WHAT IS BEING ASKED:
When you reach the line in the listing below that contains "fn map_power(flow: &CurrentPowerFlow, now: NaiveDateTime)", begin returning lines exactly as written, and stop after the line that contains "impl SolarPort for". Return no other lines.

DATASET RECORDS:
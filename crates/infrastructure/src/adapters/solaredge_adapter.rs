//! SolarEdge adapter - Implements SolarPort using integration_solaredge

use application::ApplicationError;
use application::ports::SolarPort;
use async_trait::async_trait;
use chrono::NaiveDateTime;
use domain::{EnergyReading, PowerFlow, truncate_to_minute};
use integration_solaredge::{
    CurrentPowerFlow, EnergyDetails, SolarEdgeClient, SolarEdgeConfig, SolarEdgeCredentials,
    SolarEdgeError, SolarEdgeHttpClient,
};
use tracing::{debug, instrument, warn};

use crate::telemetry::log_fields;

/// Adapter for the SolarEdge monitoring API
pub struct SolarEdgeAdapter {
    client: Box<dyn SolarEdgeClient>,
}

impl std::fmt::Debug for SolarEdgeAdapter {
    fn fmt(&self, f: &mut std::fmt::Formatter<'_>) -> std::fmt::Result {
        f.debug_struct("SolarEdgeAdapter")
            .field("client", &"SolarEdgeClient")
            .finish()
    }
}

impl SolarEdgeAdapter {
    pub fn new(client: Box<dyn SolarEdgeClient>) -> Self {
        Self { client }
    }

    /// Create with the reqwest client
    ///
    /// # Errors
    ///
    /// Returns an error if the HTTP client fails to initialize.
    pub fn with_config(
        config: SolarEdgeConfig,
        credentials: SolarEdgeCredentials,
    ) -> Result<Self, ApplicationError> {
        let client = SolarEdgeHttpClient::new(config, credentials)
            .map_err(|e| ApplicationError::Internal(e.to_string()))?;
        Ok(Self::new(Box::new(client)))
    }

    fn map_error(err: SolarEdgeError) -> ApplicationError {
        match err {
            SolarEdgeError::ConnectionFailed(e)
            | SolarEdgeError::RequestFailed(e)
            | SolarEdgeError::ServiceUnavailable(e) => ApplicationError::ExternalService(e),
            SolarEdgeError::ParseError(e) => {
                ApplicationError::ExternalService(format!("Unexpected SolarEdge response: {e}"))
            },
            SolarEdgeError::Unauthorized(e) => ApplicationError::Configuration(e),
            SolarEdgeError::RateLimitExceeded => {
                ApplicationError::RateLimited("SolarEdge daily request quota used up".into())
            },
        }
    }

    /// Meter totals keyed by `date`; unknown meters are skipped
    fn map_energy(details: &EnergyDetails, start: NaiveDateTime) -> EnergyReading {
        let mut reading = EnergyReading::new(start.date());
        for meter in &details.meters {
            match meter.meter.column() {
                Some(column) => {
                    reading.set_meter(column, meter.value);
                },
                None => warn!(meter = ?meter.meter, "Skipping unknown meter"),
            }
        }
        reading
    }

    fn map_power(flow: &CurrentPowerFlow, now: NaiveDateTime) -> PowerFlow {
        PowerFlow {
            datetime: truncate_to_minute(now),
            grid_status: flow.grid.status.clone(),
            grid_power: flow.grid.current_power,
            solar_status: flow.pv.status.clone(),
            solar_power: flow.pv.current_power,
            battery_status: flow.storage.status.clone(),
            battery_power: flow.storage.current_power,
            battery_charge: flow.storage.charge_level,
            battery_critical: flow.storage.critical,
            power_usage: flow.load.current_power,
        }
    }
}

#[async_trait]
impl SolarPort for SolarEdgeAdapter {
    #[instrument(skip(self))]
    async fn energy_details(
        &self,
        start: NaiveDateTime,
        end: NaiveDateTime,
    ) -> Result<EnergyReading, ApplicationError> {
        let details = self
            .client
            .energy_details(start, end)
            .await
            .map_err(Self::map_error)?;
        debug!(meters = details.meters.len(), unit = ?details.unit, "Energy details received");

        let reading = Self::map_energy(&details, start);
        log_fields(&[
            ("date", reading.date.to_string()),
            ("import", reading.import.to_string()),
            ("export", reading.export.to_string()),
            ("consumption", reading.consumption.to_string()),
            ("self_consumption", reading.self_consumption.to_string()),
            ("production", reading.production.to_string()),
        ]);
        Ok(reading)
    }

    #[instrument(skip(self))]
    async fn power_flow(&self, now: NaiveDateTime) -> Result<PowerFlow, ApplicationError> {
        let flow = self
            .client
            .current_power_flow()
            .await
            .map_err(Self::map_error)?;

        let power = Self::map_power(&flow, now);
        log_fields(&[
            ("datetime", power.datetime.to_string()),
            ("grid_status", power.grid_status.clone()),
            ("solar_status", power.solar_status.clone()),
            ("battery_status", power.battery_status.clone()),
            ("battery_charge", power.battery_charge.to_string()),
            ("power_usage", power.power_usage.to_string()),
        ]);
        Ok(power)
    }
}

ANSWER TO THE PROBLEM:
    fn map_power(flow: &CurrentPowerFlow, now: NaiveDateTime) -> PowerFlow {
        PowerFlow {
            datetime: truncate_to_minute(now),
            grid_status: flow.grid.status.clone(),
            grid_power: flow.grid.current_power,
            solar_status: flow.pv.status.clone(),
            solar_power: flow.pv.current_power,
            battery_status: flow.storage.status.clone(),
            battery_power: flow.storage.current_power,
            battery_charge: flow.storage.charge_level,
            battery_critical: flow.storage.critical,
            power_usage: flow.load.current_power,
        }
    }
}

#[async_trait]
impl SolarPort for SolarEdgeAdapter {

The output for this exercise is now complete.